» Exercise
Write out exactly what each line says, starting with the first line below and ending on the one with "fn date_selected(&mut self, date: CalendarDate)".

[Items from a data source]
------
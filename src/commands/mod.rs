pub mod config;
pub mod show;
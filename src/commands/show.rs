use std::path::PathBuf;
use std::time::{Duration, Instant};

use anyhow::{Context, Result};
use clap::ValueEnum;
use owo_colors::OwoColorize;
use revocal_core::config::RevocalConfig;
use revocal_core::{
    CalendarController, CalendarDate, CalendarEvent, CalendarHandler, CalendarSnapshot, PanelId,
};
use tracing::info;

use crate::events::load_events;
use crate::render::Render;

#[derive(Debug, Clone, Copy, PartialEq, Eq, ValueEnum)]
pub enum PanelArg {
    Sidebar,
    Detail,
}

impl From<PanelArg> for PanelId {
    fn from(arg: PanelArg) -> Self {
        match arg {
            PanelArg::Sidebar => PanelId::Sidebar,
            PanelArg::Detail => PanelId::Detail,
        }
    }
}

pub struct ShowArgs {
    pub config: Option<PathBuf>,
    pub events: Option<PathBuf>,
    pub date: Option<String>,
    pub lang: Option<String>,
    pub width: u32,
    pub year_delta: Option<i32>,
    pub select_month: Option<u32>,
    pub select_day: Option<u32>,
    pub toggle: Vec<PanelArg>,
    pub select_event: Option<usize>,
    pub json: bool,
}

/// Logs widget callbacks; the terminal has nowhere else to send them.
struct LogHandler;

impl CalendarHandler for LogHandler {
    fn date_selected(&mut self, date: CalendarDate) {
        info!(%date, "date selected");
    }

    fn event_selected(&mut self, index: usize) {
        info!(index, "event selected");
    }
}

pub fn run(args: ShowArgs) -> Result<()> {
    let json = args.json;
    let snapshot = replay(args)?;

    if json {
        println!("{}", serde_json::to_string_pretty(&snapshot)?);
    } else {
        println!("{}", snapshot.render());
    }

    Ok(())
}

/// Build the widget from config and replay the requested actions in order:
/// year, month, day, toggles, then event selection.
fn replay(args: ShowArgs) -> Result<CalendarSnapshot> {
    let config = match &args.config {
        Some(path) => RevocalConfig::load(path)?,
        None => RevocalConfig::load_default()?,
    };

    let mut options = config.calendar.clone();
    if let Some(date) = args.date {
        options.date = Some(date);
    }
    if let Some(lang) = args.lang {
        options.lang = lang;
    }

    let events: Vec<CalendarEvent> = match args.events.or_else(|| config.events_path()) {
        Some(path) => load_events(&path)?,
        None => Vec::new(),
    };

    let step = Duration::from_millis(options.animation_speed);
    let mut calendar = CalendarController::new(options, LogHandler, args.width)?;
    for warning in calendar.warnings() {
        eprintln!("{} {}", "warning:".yellow(), warning);
    }

    // Each action runs after the previous animation has finished
    let mut now = Instant::now();
    let mut settle = |calendar: &mut CalendarController<LogHandler>| {
        now += step;
        calendar.advance(now);
        now
    };

    if let Some(delta) = args.year_delta {
        calendar.select_year(delta)?;
    }
    if let Some(month) = args.select_month {
        let month0 = month
            .checked_sub(1)
            .context("Month must be between 1 and 12")?;
        calendar.select_month(month0)?;
    }
    if let Some(day) = args.select_day {
        let at = settle(&mut calendar);
        calendar.select_day(day, at)?;
    }
    for panel in args.toggle {
        let at = settle(&mut calendar);
        calendar.toggle_panel(panel.into(), at);
    }
    if let Some(index) = args.select_event {
        calendar.select_event(&events, index)?;
    }
    settle(&mut calendar);

    Ok(calendar.snapshot(&events))
}
//! Selected-date state and the commands the render layer calls.

use std::fmt;
use std::time::Instant;

use chrono::{Datelike, NaiveDate};
use serde::Serialize;
use tracing::warn;

use crate::color::{CssColor, DisplayColor};
use crate::date_math;
use crate::error::{CalendarError, CalendarResult};
use crate::event::CalendarEvent;
use crate::event_index::events_on_day;
use crate::labels::LabelSet;
use crate::layout::LayoutDecision;
use crate::options::CalendarOptions;
use crate::panel::{AnimationTicket, PanelId, PanelStateMachine};
use crate::snapshot::CalendarSnapshot;
use crate::zone::Zone;

/// A selected day. `month` is zero-based.
///
/// After [`CalendarController::select_month`] the day may lie past the end
/// of the new month; such a selection is provisional until the caller
/// picks a day again.
#[derive(Debug, Clone, Copy, PartialEq, Eq, Serialize)]
pub struct CalendarDate {
    pub day: u32,
    pub month: u32,
    pub year: i32,
}

impl CalendarDate {
    pub fn from_naive(date: NaiveDate) -> Self {
        CalendarDate {
            day: date.day(),
            month: date.month0(),
            year: date.year(),
        }
    }

    pub fn to_naive(&self) -> Option<NaiveDate> {
        date_math::to_naive(self.year, self.month, self.day)
    }

    /// Whether the day exists in the selected month.
    pub fn is_valid(&self) -> bool {
        self.to_naive().is_some()
    }
}

impl fmt::Display for CalendarDate {
    fn fmt(&self, f: &mut fmt::Formatter<'_>) -> fmt::Result {
        write!(f, "{:04}-{:02}-{:02}", self.year, self.month + 1, self.day)
    }
}

/// Callbacks into the embedding application. All default to no-ops.
pub trait CalendarHandler {
    fn date_selected(&mut self, _date: CalendarDate) {}
    fn event_selected(&mut self, _index: usize) {}
    fn add_event(&mut self, _date: CalendarDate) {}
    fn delete_event(&mut self, _index: usize) {}
}

impl CalendarHandler for () {}

/// A configuration problem the controller recovered from.
#[derive(Debug, Clone, PartialEq, Eq)]
pub enum ConfigWarning {
    /// The initial date could not be parsed; today was used instead
    InvalidDate(String),
}

impl fmt::Display for ConfigWarning {
    fn fmt(&self, f: &mut fmt::Formatter<'_>) -> fmt::Result {
        match self {
            ConfigWarning::InvalidDate(value) => {
                write!(f, "invalid date '{value}', using the current date")
            }
        }
    }
}

pub struct CalendarController<H = ()> {
    options: CalendarOptions,
    labels: LabelSet,
    zone: Zone,
    date: CalendarDate,
    selected_event: Option<usize>,
    container_width: u32,
    panels: PanelStateMachine,
    handler: H,
    warnings: Vec<ConfigWarning>,
}

impl<H: CalendarHandler> CalendarController<H> {
    /// Build a controller for a container of `container_width` pixels.
    ///
    /// Fails on an unknown language or timezone. An unusable initial `date`
    /// falls back to today and is reported through [`Self::warnings`].
    pub fn new(options: CalendarOptions, handler: H, container_width: u32) -> CalendarResult<Self> {
        let labels = options.languages().labels(&options.lang)?.clone();
        let zone = options.zone()?;

        let mut warnings = Vec::new();
        let date = match options.date.as_deref() {
            None => CalendarDate::from_naive(zone.today()),
            Some(value) => match NaiveDate::parse_from_str(value, "%Y-%m-%d") {
                Ok(date) => CalendarDate::from_naive(date),
                Err(_) => {
                    let warning = ConfigWarning::InvalidDate(value.to_string());
                    warn!("{warning}");
                    warnings.push(warning);
                    CalendarDate::from_naive(zone.today())
                }
            },
        };

        let layout = LayoutDecision::compute(container_width, options.sidebar_width, options.detail_width);
        let panels = PanelStateMachine::new(
            options.sidebar_default,
            options.detail_default,
            options.panel_policy(),
            layout,
        );

        Ok(CalendarController {
            options,
            labels,
            zone,
            date,
            selected_event: None,
            container_width,
            panels,
            handler,
            warnings,
        })
    }

    pub fn date(&self) -> CalendarDate {
        self.date
    }

    pub fn selected_event(&self) -> Option<usize> {
        self.selected_event
    }

    pub fn options(&self) -> &CalendarOptions {
        &self.options
    }

    pub fn labels(&self) -> &LabelSet {
        &self.labels
    }

    pub fn zone(&self) -> &Zone {
        &self.zone
    }

    pub fn panels(&self) -> &PanelStateMachine {
        &self.panels
    }

    pub fn layout(&self) -> &LayoutDecision {
        self.panels.layout()
    }

    pub fn container_width(&self) -> u32 {
        self.container_width
    }

    pub fn warnings(&self) -> &[ConfigWarning] {
        &self.warnings
    }

    pub fn handler(&self) -> &H {
        &self.handler
    }

    pub fn handler_mut(&mut self) -> &mut H {
        &mut self.handler
    }

    /// Number of days in the currently selected month.
    pub fn days_in_month(&self) -> u32 {
        date_math::days_in_month(self.date.year, self.date.month)
    }

    /// Events on the selected day, in input order.
    pub fn day_events<'a>(&self, events: &'a [CalendarEvent]) -> Vec<&'a CalendarEvent> {
        events_on_day(events, &self.zone, self.date.year, self.date.month, self.date.day)
    }

    pub fn select_day(&mut self, day: u32, now: Instant) -> CalendarResult<Vec<AnimationTicket>> {
        let max = self.days_in_month();
        if day == 0 || day > max {
            return Err(CalendarError::DayOutOfRange { day, max });
        }

        self.date.day = day;
        self.selected_event = None;
        let started = self.panels.on_day_selected(now);
        self.handler.date_selected(self.date);

        Ok(started)
    }

    /// Switch month without touching the day, which may then be past the
    /// month's end (see [`CalendarDate`]).
    pub fn select_month(&mut self, month: u32) -> CalendarResult<()> {
        if month > 11 {
            return Err(CalendarError::InvalidMonth(month));
        }

        self.date.month = month;
        self.selected_event = None;
        self.handler.date_selected(self.date);

        Ok(())
    }

    pub fn select_year(&mut self, delta: i32) -> CalendarResult<()> {
        let year = self.date.year;
        self.date.year = year
            .checked_add(delta)
            .ok_or(CalendarError::YearOutOfRange { year, delta })?;
        self.selected_event = None;
        self.handler.date_selected(self.date);

        Ok(())
    }

    pub fn select_event(&mut self, events: &[CalendarEvent], index: usize) -> CalendarResult<()> {
        let count = self.day_events(events).len();
        if index >= count {
            return Err(CalendarError::EventOutOfRange { index, count });
        }

        self.selected_event = Some(index);
        self.handler.event_selected(index);

        Ok(())
    }

    pub fn add_event(&mut self) -> CalendarResult<()> {
        if !self.options.allow_add_event {
            return Err(CalendarError::ActionDisabled("add_event"));
        }

        self.handler.add_event(self.date);
        Ok(())
    }

    /// Delete the selected event, returning its index within the day.
    pub fn delete_event(&mut self) -> CalendarResult<usize> {
        if !self.options.allow_delete_event {
            return Err(CalendarError::ActionDisabled("delete_event"));
        }
        let index = self.selected_event.take().ok_or(CalendarError::NoEventSelected)?;

        self.handler.delete_event(index);
        Ok(index)
    }

    pub fn toggle_panel(&mut self, panel: PanelId, now: Instant) -> Vec<AnimationTicket> {
        self.panels.toggle(panel, now)
    }

    pub fn background_click(&mut self, now: Instant) -> Vec<AnimationTicket> {
        self.panels.on_floating_background_click(now)
    }

    pub fn complete_animation(&mut self, ticket: AnimationTicket) -> bool {
        self.panels.complete_animation(ticket)
    }

    pub fn advance(&mut self, now: Instant) -> Vec<PanelId> {
        self.panels.advance(now)
    }

    /// The container was resized.
    pub fn resize(&mut self, container_width: u32, now: Instant) -> Vec<AnimationTicket> {
        self.container_width = container_width;
        let layout = self.compute_layout();
        self.panels.on_layout_changed(layout, now)
    }

    /// Apply changed options to a live widget.
    ///
    /// The selected date, selection and panel defaults are kept; policy,
    /// widths, labels and zone follow the new options.
    pub fn update_options(&mut self, options: CalendarOptions, now: Instant) -> CalendarResult<Vec<AnimationTicket>> {
        let labels = options.languages().labels(&options.lang)?.clone();
        let zone = options.zone()?;
        let policy = options.panel_policy();

        self.options = options;
        self.labels = labels;
        self.zone = zone;

        let mut started = self.panels.set_policy(policy, now);
        let layout = self.compute_layout();
        started.extend(self.panels.on_layout_changed(layout, now));

        Ok(started)
    }

    /// Plain data for painting, using today's date in the widget's zone.
    pub fn snapshot(&self, events: &[CalendarEvent]) -> CalendarSnapshot {
        self.snapshot_with(events, self.zone.today(), &CssColor)
    }

    pub fn snapshot_with(
        &self,
        events: &[CalendarEvent],
        today: NaiveDate,
        colors: &dyn DisplayColor,
    ) -> CalendarSnapshot {
        CalendarSnapshot::build(self, events, today, colors)
    }

    fn compute_layout(&self) -> LayoutDecision {
        LayoutDecision::compute(
            self.container_width,
            self.options.sidebar_width,
            self.options.detail_width,
        )
    }
}
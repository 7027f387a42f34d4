//! Open/closed/animating state for the sidebar and detail panels.
//!
//! Each `PanelStateMachine` owns the state of exactly one widget instance.
//! Animation hints clear through [`AnimationTicket`]s: every new animation
//! on a panel bumps that panel's generation, so a ticket issued for an
//! earlier animation can no longer clear the newer one.

use std::time::{Duration, Instant};

use serde::{Deserialize, Serialize};
use tracing::debug;

use crate::layout::LayoutDecision;

#[derive(Debug, Clone, Copy, PartialEq, Eq, Hash, Serialize, Deserialize)]
#[serde(rename_all = "snake_case")]
pub enum PanelId {
    Sidebar,
    Detail,
}

impl PanelId {
    pub fn other(self) -> PanelId {
        match self {
            PanelId::Sidebar => PanelId::Detail,
            PanelId::Detail => PanelId::Sidebar,
        }
    }
}

/// Transition hint for the render layer.
#[derive(Debug, Clone, Copy, PartialEq, Eq, Default, Serialize)]
#[serde(rename_all = "snake_case")]
pub enum Animation {
    #[default]
    Idle,
    AnimatingIn,
    AnimatingOut,
}

#[derive(Debug, Clone, Copy, PartialEq, Eq, Default, Serialize)]
pub struct PanelState {
    pub open: bool,
    pub animation: Animation,
}

impl PanelState {
    pub fn is_animating(&self) -> bool {
        self.animation != Animation::Idle
    }
}

/// Handle for clearing one scheduled animation.
#[derive(Debug, Clone, Copy, PartialEq, Eq)]
pub struct AnimationTicket {
    pub panel: PanelId,
    pub generation: u64,
    /// When the animation hint clears on its own
    pub deadline: Instant,
}

/// Behavior switches that come from configuration.
#[derive(Debug, Clone, Copy, PartialEq, Eq)]
pub struct PanelPolicy {
    /// Allow only one open panel even when both would fit
    pub one_panel_at_a_time: bool,
    pub open_details_on_date_selection: bool,
    pub animation_speed: Duration,
}

impl Default for PanelPolicy {
    fn default() -> Self {
        PanelPolicy {
            one_panel_at_a_time: false,
            open_details_on_date_selection: true,
            animation_speed: Duration::from_millis(300),
        }
    }
}

#[derive(Debug, Clone, Copy)]
struct Slot {
    state: PanelState,
    generation: u64,
    deadline: Option<Instant>,
}

impl Slot {
    fn settled(open: bool) -> Self {
        Slot {
            state: PanelState {
                open,
                animation: Animation::Idle,
            },
            generation: 0,
            deadline: None,
        }
    }

    /// Move to `open` and start the matching animation, superseding any
    /// pending one.
    fn begin(&mut self, open: bool, panel: PanelId, deadline: Instant) -> AnimationTicket {
        self.state.open = open;
        self.state.animation = if open {
            Animation::AnimatingIn
        } else {
            Animation::AnimatingOut
        };
        self.generation += 1;
        self.deadline = Some(deadline);

        AnimationTicket {
            panel,
            generation: self.generation,
            deadline,
        }
    }

    fn settle(&mut self) {
        self.state.animation = Animation::Idle;
        self.deadline = None;
    }

    fn ticket(&self, panel: PanelId) -> Option<AnimationTicket> {
        self.deadline.map(|deadline| AnimationTicket {
            panel,
            generation: self.generation,
            deadline,
        })
    }
}

#[derive(Debug, Clone)]
pub struct PanelStateMachine {
    sidebar: Slot,
    detail: Slot,
    policy: PanelPolicy,
    layout: LayoutDecision,
}

impl PanelStateMachine {
    /// Create the machine with the configured default-open flags,
    /// reconciled against the initial layout before anything is painted.
    ///
    /// When only one panel may be open and both default to open, the
    /// sidebar wins and the detail panel starts closed without animating.
    pub fn new(
        sidebar_default: bool,
        detail_default: bool,
        policy: PanelPolicy,
        layout: LayoutDecision,
    ) -> Self {
        let mut machine = PanelStateMachine {
            sidebar: Slot::settled(sidebar_default),
            detail: Slot::settled(detail_default),
            policy,
            layout,
        };

        if machine.single_panel() && sidebar_default && detail_default {
            debug!("both panels default open in single-panel mode, starting with sidebar only");
            machine.detail = Slot::settled(false);
        }

        machine
    }

    pub fn state(&self, panel: PanelId) -> PanelState {
        self.slot(panel).state
    }

    pub fn is_open(&self, panel: PanelId) -> bool {
        self.slot(panel).state.open
    }

    pub fn layout(&self) -> &LayoutDecision {
        &self.layout
    }

    pub fn policy(&self) -> &PanelPolicy {
        &self.policy
    }

    /// Whether at most one panel may be open right now.
    pub fn single_panel(&self) -> bool {
        self.policy.one_panel_at_a_time || self.layout.forced_single_panel
    }

    /// Flip a panel open or closed.
    ///
    /// Ignored while that panel is still animating. Opening a panel in
    /// single-panel mode closes the other one in the same transition.
    /// Returns the tickets of every animation started, empty on a no-op.
    pub fn toggle(&mut self, panel: PanelId, now: Instant) -> Vec<AnimationTicket> {
        if self.slot(panel).state.is_animating() {
            debug!(?panel, "toggle ignored while panel is animating");
            return Vec::new();
        }

        let opening = !self.slot(panel).state.open;
        let deadline = self.deadline_from(now);
        let mut started = Vec::with_capacity(2);

        if opening && self.single_panel() {
            started.extend(self.force_close(panel.other(), now));
        }
        started.push(self.slot_mut(panel).begin(opening, panel, deadline));

        started
    }

    /// React to the user picking a day.
    pub fn on_day_selected(&mut self, now: Instant) -> Vec<AnimationTicket> {
        if self.policy.open_details_on_date_selection && !self.detail.state.open {
            self.toggle(PanelId::Detail, now)
        } else {
            Vec::new()
        }
    }

    /// Adopt a new layout, closing the detail panel if both panels are open
    /// but no longer fit together.
    pub fn on_layout_changed(&mut self, layout: LayoutDecision, now: Instant) -> Vec<AnimationTicket> {
        self.layout = layout;
        self.reconcile(now)
    }

    /// Adopt a new policy, applying the same reconciliation as a layout change.
    pub fn set_policy(&mut self, policy: PanelPolicy, now: Instant) -> Vec<AnimationTicket> {
        self.policy = policy;
        self.reconcile(now)
    }

    /// A click on the backdrop behind a floating panel closes that panel,
    /// the sidebar first. Does nothing when panels are not floating.
    pub fn on_floating_background_click(&mut self, now: Instant) -> Vec<AnimationTicket> {
        if !self.layout.floating {
            return Vec::new();
        }

        if self.sidebar.state.open {
            self.toggle(PanelId::Sidebar, now)
        } else if self.detail.state.open {
            self.toggle(PanelId::Detail, now)
        } else {
            Vec::new()
        }
    }

    /// The render layer finished playing an animation.
    ///
    /// Returns `false` when the ticket is stale or already resolved.
    pub fn complete_animation(&mut self, ticket: AnimationTicket) -> bool {
        let slot = self.slot_mut(ticket.panel);
        if slot.generation != ticket.generation || slot.deadline.is_none() {
            debug!(panel = ?ticket.panel, generation = ticket.generation, "stale animation ticket");
            return false;
        }
        slot.settle();
        true
    }

    /// Clear every animation whose deadline has passed, returning the
    /// panels that settled.
    pub fn advance(&mut self, now: Instant) -> Vec<PanelId> {
        let mut settled = Vec::new();
        for panel in [PanelId::Sidebar, PanelId::Detail] {
            let slot = self.slot_mut(panel);
            if slot.deadline.is_some_and(|deadline| deadline <= now) {
                slot.settle();
                settled.push(panel);
            }
        }
        settled
    }

    /// Animations still waiting to clear.
    pub fn pending(&self) -> Vec<AnimationTicket> {
        [PanelId::Sidebar, PanelId::Detail]
            .into_iter()
            .filter_map(|panel| self.slot(panel).ticket(panel))
            .collect()
    }

    /// Earliest pending deadline, for scheduling the next `advance`.
    pub fn next_deadline(&self) -> Option<Instant> {
        self.pending().iter().map(|t| t.deadline).min()
    }

    fn reconcile(&mut self, now: Instant) -> Vec<AnimationTicket> {
        if self.single_panel() && self.sidebar.state.open && self.detail.state.open {
            debug!("both panels open in single-panel mode, closing detail");
            self.force_close(PanelId::Detail, now).into_iter().collect()
        } else {
            Vec::new()
        }
    }

    /// Close a panel regardless of any animation in flight.
    fn force_close(&mut self, panel: PanelId, now: Instant) -> Option<AnimationTicket> {
        let deadline = self.deadline_from(now);
        let slot = self.slot_mut(panel);
        slot.state.open.then(|| slot.begin(false, panel, deadline))
    }

    fn deadline_from(&self, now: Instant) -> Instant {
        now + self.policy.animation_speed
    }

    fn slot(&self, panel: PanelId) -> &Slot {
        match panel {
            PanelId::Sidebar => &self.sidebar,
            PanelId::Detail => &self.detail,
        }
    }

    fn slot_mut(&mut self, panel: PanelId) -> &mut Slot {
        match panel {
            PanelId::Sidebar => &mut self.sidebar,
            PanelId::Detail => &mut self.detail,
        }
    }
}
------
» Solution to the exercise
filename src/commands/mod.rs
pub mod config;
pub mod show;
filename src/commands/show.rs
use std::path::PathBuf;
use std::time::{Duration, Instant};

use anyhow::{Context, Result};
use clap::ValueEnum;
use owo_colors::OwoColorize;
use revocal_core::config::RevocalConfig;
use revocal_core::{
    CalendarController, CalendarDate, CalendarEvent, CalendarHandler, CalendarSnapshot, PanelId,
};
use tracing::info;

use crate::events::load_events;
use crate::render::Render;

#[derive(Debug, Clone, Copy, PartialEq, Eq, ValueEnum)]
pub enum PanelArg {
    Sidebar,
    Detail,
}

impl From<PanelArg> for PanelId {
    fn from(arg: PanelArg) -> Self {
        match arg {
            PanelArg::Sidebar => PanelId::Sidebar,
            PanelArg::Detail => PanelId::Detail,
        }
    }
}

pub struct ShowArgs {
    pub config: Option<PathBuf>,
    pub events: Option<PathBuf>,
    pub date: Option<String>,
    pub lang: Option<String>,
    pub width: u32,
    pub year_delta: Option<i32>,
    pub select_month: Option<u32>,
    pub select_day: Option<u32>,
    pub toggle: Vec<PanelArg>,
    pub select_event: Option<usize>,
    pub json: bool,
}

/// Logs widget callbacks; the terminal has nowhere else to send them.
struct LogHandler;

impl CalendarHandler for LogHandler {
    fn date_selected(&mut self, date: CalendarDate) {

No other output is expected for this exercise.